More About Data Quality Assessment

Melissa Team | Address Quality, Analyzing Data, Analyzing Data Quality, Data Management, Data Profiling, Data Quality, Data Quality Assessment | , , , , , ,

By David Loshin

In our last series of blog entries, I shared some thoughts about data quality assessment and the use of data profiling techniques for analyzing how column value distribution and population corresponded to expectations for data quality. Reviewing the frequency distribution allowed an analyst to draw conclusions about column value completeness, the validity of data values, and compliance with defined constraints on a column-by-column basis.

However, data quality measurement and assessment goes beyond validation of column values, and some of the more interesting data quality standards and policies apply across a set of data attributes within the same record, across sets of values mapped between columns, or relationships of values that cross data set or table boundaries.

Data profiling tools can be used to assess these types of data quality standards in two ways. One approach is more of an undirected discovery of potential dependencies that are inherent in the data, while the other seeks to apply defined validity rules and identify violations.
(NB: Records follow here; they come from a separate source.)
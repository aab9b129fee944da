use async_trait::async_trait;
use std::sync::Arc;
use tracing::info;

use super::{event_time, outcome, require_election};
use crate::error::IndexerError;
use crate::event::{ElectionEvent, EventKind};
use crate::handler::{unexpected_event, ApplyOutcome, EventHandler};
use crate::model::Voter;
use crate::store::ElectionStore;
use crate::types::RawEvent;

/// Materializes `EventVoterRegistered`.
pub struct VoterRegisteredHandler {
    store: Arc<dyn ElectionStore>,
}

impl VoterRegisteredHandler {
    pub fn new(store: Arc<dyn ElectionStore>) -> Self {
        Self { store }
    }
}

#[async_trait]
impl EventHandler for VoterRegisteredHandler {
    fn kind(&self) -> EventKind {
        EventKind::VoterRegistered
    }

    async fn apply(
        &self,
        event: &ElectionEvent,
        raw: &RawEvent,
    ) -> Result<ApplyOutcome, IndexerError> {
        let ElectionEvent::VoterRegistered(registered) = event else {
            return Err(unexpected_event(self.kind(), event));
        };

        require_election(self.store.as_ref(), &registered.election_id).await?;

        let voter = Voter {
            election_id: registered.election_id.clone(),
            voter_address: registered.voter.clone(),
            tx_digest: raw.tx_digest().to_string(),
            created_at: event_time(raw),
        };
        let inserted = self.store.insert_voter(&voter).await?;
        if inserted {
            info!(election_id = %voter.election_id, voter = %voter.voter_address, "voter stored");
        }
        Ok(outcome(inserted))
    }
}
The first approach relies on some algorithmic complexity that I would like to address in a future blog series, and instead in the upcoming set of posts we will focus on the second approach.
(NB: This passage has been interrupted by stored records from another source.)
fn election_row(r: &SqliteRow) -> Result<Election, IndexerError> {
    Ok(Election {
        election_id: r.try_get("election_id").map_err(storage_err)?,
        name: r.try_get("name").map_err(storage_err)?,
        creator_address: r.try_get("creator_address").map_err(storage_err)?,
        created_at: from_millis(r.try_get("created_at").map_err(storage_err)?)?,
        creation_tx_digest: r.try_get("creation_tx_digest").map_err(storage_err)?,
    })
}

fn candidate_row(r: &SqliteRow) -> Result<Candidate, IndexerError> {
    Ok(Candidate {
        election_id: r.try_get("election_id").map_err(storage_err)?,
        candidate_address: r.try_get("candidate_address").map_err(storage_err)?,
        tx_digest: r.try_get("tx_digest").map_err(storage_err)?,
        created_at: from_millis(r.try_get("created_at").map_err(storage_err)?)?,
    })
}

fn voter_row(r: &SqliteRow) -> Result<Voter, IndexerError> {
    Ok(Voter {
        election_id: r.try_get("election_id").map_err(storage_err)?,
        voter_address: r.try_get("voter_address").map_err(storage_err)?,
        tx_digest: r.try_get("tx_digest").map_err(storage_err)?,
        created_at: from_millis(r.try_get("created_at").map_err(storage_err)?)?,
    })
}

fn vote_row(r: &SqliteRow) -> Result<Vote, IndexerError> {
    Ok(Vote {
        election_id: r.try_get("election_id").map_err(storage_err)?,
        voter_address: r.try_get("voter_address").map_err(storage_err)?,
        candidate_address: r.try_get("candidate_address").map_err(storage_err)?,
        tx_digest: r.try_get("tx_digest").map_err(storage_err)?,
        created_at: from_millis(r.try_get("created_at").map_err(storage_err)?)?,
    })
}

fn result_row(r: &SqliteRow) -> Result<ElectionResult, IndexerError> {
    Ok(ElectionResult {
        election_id: r.try_get("election_id").map_err(storage_err)?,
        winner_address: r.try_get("winner_address").map_err(storage_err)?,
        total_votes: r.try_get::<i64, _>("total_votes").map_err(storage_err)? as u64,
        tx_digest: r.try_get("tx_digest").map_err(storage_err)?,
        created_at: from_millis(r.try_get("created_at").map_err(storage_err)?)?,
    })
}

fn count(r: &SqliteRow, column: &str) -> Result<usize, IndexerError> {
    let n: i64 = r.try_get(column).map_err(storage_err)?;
    Ok(n.max(0) as usize)
}

fn checkpoint_row(r: &SqliteRow) -> Result<Checkpoint, IndexerError> {
    Ok(Checkpoint {
        tracker_id: r.try_get("id").map_err(storage_err)?,
        cursor: EventCursor {
            tx_digest: r.try_get("tx_digest").map_err(storage_err)?,
            event_seq: r.try_get("event_seq").map_err(storage_err)?,
        },
        updated_at: r.try_get("updated_at").map_err(storage_err)?,
    })
}

// ─── ElectionStore impl ──────────────────────────────────────────────────────

#[async_trait]
impl ElectionStore for SqliteStorage {
    async fn health_check(&self) -> Result<(), IndexerError> {
        sqlx::query("SELECT 1").execute(&self.pool).await.map_err(storage_err)?;
        Ok(())
    }

    async fn find_election(&self, election_id: &str) -> Result<Option<Election>, IndexerError> {
        let row = sqlx::query("SELECT * FROM elections WHERE election_id = ?")
            .bind(election_id)
            .fetch_optional(&self.pool)
            .await
            .map_err(storage_err)?;
        row.as_ref().map(election_row).transpose()
    }

    async fn insert_election(&self, e: &Election) -> Result<bool, IndexerError> {
        let done = sqlx::query(
            "INSERT INTO elections
                 (election_id, name, creator_address, created_at, creation_tx_digest)
             VALUES (?, ?, ?, ?, ?)
             ON CONFLICT DO NOTHING",
        )
        .bind(&e.election_id)
        .bind(&e.name)
        .bind(&e.creator_address)
        .bind(to_millis(&e.created_at))
        .bind(&e.creation_tx_digest)
        .execute(&self.pool)
        .await
        .map_err(storage_err)?;
        Ok(created(done.rows_affected()))
    }

    async fn list_elections(&self) -> Result<Vec<Election>, IndexerError> {
        let rows = sqlx::query("SELECT * FROM elections ORDER BY created_at DESC, id ASC")
            .fetch_all(&self.pool)
            .await
            .map_err(storage_err)?;
        rows.iter().map(election_row).collect()
    }

    async fn election_counts(&self, election_id: &str) -> Result<ElectionCounts, IndexerError> {
        let row = sqlx::query(
            "SELECT
                (SELECT COUNT(*) FROM candidates WHERE election_id = ?1) AS candidates,
                (SELECT COUNT(*) FROM voters     WHERE election_id = ?1) AS voters,
                (SELECT COUNT(*) FROM votes      WHERE election_id = ?1) AS votes",
        )
        .bind(election_id)
        .fetch_one(&self.pool)
        .await
        .map_err(storage_err)?;
        Ok(ElectionCounts {
            candidates: count(&row, "candidates")?,
            voters: count(&row, "voters")?,
            votes: count(&row, "votes")?,
        })
    }

    async fn insert_candidate(&self, c: &Candidate) -> Result<bool, IndexerError> {
        let done = sqlx::query(
            "INSERT INTO candidates (election_id, candidate_address, tx_digest, created_at)
             VALUES (?, ?, ?, ?)
             ON CONFLICT DO NOTHING",
        )
        .bind(&c.election_id)
        .bind(&c.candidate_address)
        .bind(&c.tx_digest)
        .bind(to_millis(&c.created_at))
        .execute(&self.pool)
        .await
        .map_err(storage_err)?;
        Ok(created(done.rows_affected()))
    }

    async fn candidates(&self, election_id: &str) -> Result<Vec<Candidate>, IndexerError> {
        let rows = sqlx::query("SELECT * FROM candidates WHERE election_id = ? ORDER BY id")
            .bind(election_id)
            .fetch_all(&self.pool)
            .await
            .map_err(storage_err)?;
        rows.iter().map(candidate_row).collect()
    }

    async fn insert_voter(&self, v: &Voter) -> Result<bool, IndexerError> {
        let done = sqlx::query(
            "INSERT INTO voters (election_id, voter_address, tx_digest, created_at)
             VALUES (?, ?, ?, ?)
             ON CONFLICT DO NOTHING",
        )
        .bind(&v.election_id)
        .bind(&v.voter_address)
        .bind(&v.tx_digest)
        .bind(to_millis(&v.created_at))
        .execute(&self.pool)
        .await
        .map_err(storage_err)?;
        Ok(created(done.rows_affected()))
    }

    async fn voters(&self, election_id: &str) -> Result<Vec<Voter>, IndexerError> {
        let rows = sqlx::query("SELECT * FROM voters WHERE election_id = ? ORDER BY id")
            .bind(election_id)
            .fetch_all(&self.pool)
            .await
            .map_err(storage_err)?;
        rows.iter().map(voter_row).collect()
    }

    async fn find_vote(
        &self,
        election_id: &str,
        voter_address: &str,
    ) -> Result<Option<Vote>, IndexerError> {
        let row = sqlx::query("SELECT * FROM votes WHERE election_id = ? AND voter_address = ?")
            .bind(election_id)
            .bind(voter_address)
            .fetch_optional(&self.pool)
            .await
            .map_err(storage_err)?;
        row.as_ref().map(vote_row).transpose()
    }

    async fn insert_vote(&self, v: &Vote) -> Result<bool, IndexerError> {
        let done = sqlx::query(
            "INSERT INTO votes
                 (election_id, voter_address, candidate_address, tx_digest, created_at)
             VALUES (?, ?, ?, ?, ?)
             ON CONFLICT DO NOTHING",
        )
        .bind(&v.election_id)
        .bind(&v.voter_address)
        .bind(&v.candidate_address)
        .bind(&v.tx_digest)
        .bind(to_millis(&v.created_at))
        .execute(&self.pool)
        .await
        .map_err(storage_err)?;
        Ok(created(done.rows_affected()))
    }

    async fn votes(&self, election_id: &str) -> Result<Vec<Vote>, IndexerError> {
        let rows = sqlx::query(
            "SELECT * FROM votes WHERE election_id = ? ORDER BY created_at DESC, id ASC",
        )
        .bind(election_id)
        .fetch_all(&self.pool)
        .await
        .map_err(storage_err)?;
        rows.iter().map(vote_row).collect()
    }

    async fn find_result(&self, election_id: &str) -> Result<Option<ElectionResult>, IndexerError> {
        let row = sqlx::query("SELECT * FROM election_results WHERE election_id = ?")
            .bind(election_id)
            .fetch_optional(&self.pool)
            .await
            .map_err(storage_err)?;
        row.as_ref().map(result_row).transpose()
    }

    async fn insert_result(&self, r: &ElectionResult) -> Result<bool, IndexerError> {
        let done = sqlx::query(
            "INSERT INTO election_results
                 (election_id, winner_address, total_votes, tx_digest, created_at)
             VALUES (?, ?, ?, ?, ?)
             ON CONFLICT DO NOTHING",
        )
        .bind(&r.election_id)
        .bind(&r.winner_address)
        .bind(r.total_votes as i64)
        .bind(&r.tx_digest)
        .bind(to_millis(&r.created_at))
        .execute(&self.pool)
        .await
        .map_err(storage_err)?;
        Ok(created(done.rows_affected()))
    }
}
To frame the discussion, let’s agree on a simple concept regarding a data quality rule and its use for validation, and we will focus specifically on those rules applied to a data instance, such as a record in a database or a row in a table. A data instance quality rule defines an assertion about each data instance that must be true if the rule is observed. If the assertion evaluates to be not true, the record or table row is in violation of the rule.
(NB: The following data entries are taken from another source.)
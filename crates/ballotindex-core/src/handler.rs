//! Event handler trait and per-batch application.

use async_trait::async_trait;
use serde::Serialize;
use tracing::{debug, warn};

use crate::error::IndexerError;
use crate::event::{ElectionEvent, EventKind};
use crate::types::RawEvent;

/// What applying a single event did to the store.
#[derive(Debug, Clone, Copy, PartialEq, Eq)]
pub enum ApplyOutcome {
    /// A new row was created.
    Applied,
    /// The row already existed; redelivery is a no-op.
    Duplicate,
}

/// Per-page tally returned by [`EventHandler::handle_batch`].
#[derive(Debug, Clone, Copy, Default, PartialEq, Eq, Serialize)]
pub struct BatchReport {
    pub applied: usize,
    pub duplicates: usize,
    /// Malformed events and events whose election is not materialized.
    pub skipped: usize,
}

impl BatchReport {
    pub fn total(&self) -> usize {
        self.applied + self.duplicates + self.skipped
    }
}

/// Applies one event kind to the materialized view.
///
/// Implementors only provide [`apply`](Self::apply); the provided
/// [`handle_batch`](Self::handle_batch) parses each raw event, skips the ones
/// that are malformed or whose parent election is missing, and stops at the
/// first batch-level (store / transport) failure so the caller can retry the
/// page without advancing its cursor.
#[async_trait]
pub trait EventHandler: Send + Sync {
    /// The event kind this handler processes.
    fn kind(&self) -> EventKind;

    /// Apply one validated event idempotently.
    async fn apply(
        &self,
        event: &ElectionEvent,
        raw: &RawEvent,
    ) -> Result<ApplyOutcome, IndexerError>;

    /// Apply an ordered page of raw events, in order.
    async fn handle_batch(&self, events: &[RawEvent]) -> Result<BatchReport, IndexerError> {
        let kind = self.kind();
        let mut report = BatchReport::default();

        for raw in events {
            let event = match ElectionEvent::parse(kind, raw) {
                Ok(event) => event,
                Err(e) => {
                    warn!(
                        tracker = %kind,
                        position = %raw.id,
                        error = %e,
                        "skipping malformed event"
                    );
                    report.skipped += 1;
                    continue;
                }
            };

            match self.apply(&event, raw).await {
                Ok(ApplyOutcome::Applied) => report.applied += 1,
                Ok(ApplyOutcome::Duplicate) => {
                    debug!(tracker = %kind, position = %raw.id, "duplicate event, already applied");
                    report.duplicates += 1;
                }
                Err(e) if e.is_batch_level() => return Err(e),
                Err(e) => {
                    warn!(
                        tracker = %kind,
                        position = %raw.id,
                        election_id = %event.election_id(),
                        error = %e,
                        "skipping event"
                    );
                    report.skipped += 1;
                }
            }
        }

        Ok(report)
    }
}

/// Error for a handler fed an event of the wrong kind.
pub(crate) fn unexpected_event(handler: EventKind, event: &ElectionEvent) -> IndexerError {
    IndexerError::Handler {
        handler: handler.to_string(),
        reason: format!("received {} event", event.kind()),
    }
}

#[cfg(test)]
mod tests {
    use super::*;
    use crate::cursor::EventCursor;
    use std::sync::atomic::{AtomicU32, Ordering};
    use std::sync::Arc;

    /// Counts applied votes; fails with a storage error on voter `0xFAIL`.
    struct Counter(Arc<AtomicU32>);

    #[async_trait]
    impl EventHandler for Counter {
        fn kind(&self) -> EventKind {
            EventKind::VoteCast
        }

        async fn apply(
            &self,
            event: &ElectionEvent,
            _raw: &RawEvent,
        ) -> Result<ApplyOutcome, IndexerError> {
            match event {
                ElectionEvent::VoteCast(v) if v.voter == "0xFAIL" => {
                    Err(IndexerError::Storage("connection reset".into()))
                }
                ElectionEvent::VoteCast(v) if v.election_id == "missing" => {
                    Err(IndexerError::MissingElection {
                        election_id: v.election_id.clone(),
                    })
                }
                ElectionEvent::VoteCast(_) => {
                    self.0.fetch_add(1, Ordering::Relaxed);
                    Ok(ApplyOutcome::Applied)
                }
                other => Err(unexpected_event(self.kind(), other)),
            }
        }
    }

    fn vote(seq: u32, election: &str, voter: &str) -> RawEvent {
        RawEvent {
            id: EventCursor::new("Dg", seq.to_string()),
            package_id: String::new(),
            transaction_module: String::new(),
            sender: String::new(),
            event_type: String::new(),
            parsed_json: Some(serde_json::json!({
                "election_id": election, "voter": voter, "candidate": "0xB"
            })),
            timestamp_ms: None,
        }
    }

    #[tokio::test]
    async fn per_event_failures_do_not_abort_batch() {
        let count = Arc::new(AtomicU32::new(0));
        let handler = Counter(count.clone());

        let mut malformed = vote(1, "e1", "0xD");
        malformed.parsed_json = None;

        let events = vec![
            vote(0, "e1", "0xD"),
            malformed,
            vote(2, "missing", "0xE"),
            vote(3, "e1", "0xF"),
        ];
        let report = handler.handle_batch(&events).await.unwrap();

        let tally = (report.applied, report.duplicates, report.skipped);
        assert_eq!(tally, (2, 0, 2));
        assert_eq!(report.total(), 4);
        assert_eq!(count.load(Ordering::Relaxed), 2);
    }

    #[tokio::test]
    async fn batch_level_failure_aborts() {
        let count = Arc::new(AtomicU32::new(0));
        let handler = Counter(count.clone());

        let events = vec![vote(0, "e1", "0xD"), vote(1, "e1", "0xFAIL"), vote(2, "e1", "0xF")];
        let err = handler.handle_batch(&events).await.unwrap_err();

        assert!(err.is_batch_level());
        // The event after the failure was never attempted
        assert_eq!(count.load(Ordering::Relaxed), 1);
    }
}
For example, a data quality rule might specify that the END_DATE field must be later in time than the BEGIN_DATE field, and that means that for each record, verifying observance of the rule means comparing the two date fields and making sure that the END_DATE field is later in time than the BEGIN_DATE field.

This all seems pretty obvious, of course, and we can use data profiling tools to both capture and apply the validation of the rules to provide an assessment of observance. In the next set of posts we will focus on the definition and application of cross-column and cross-table data quality rules.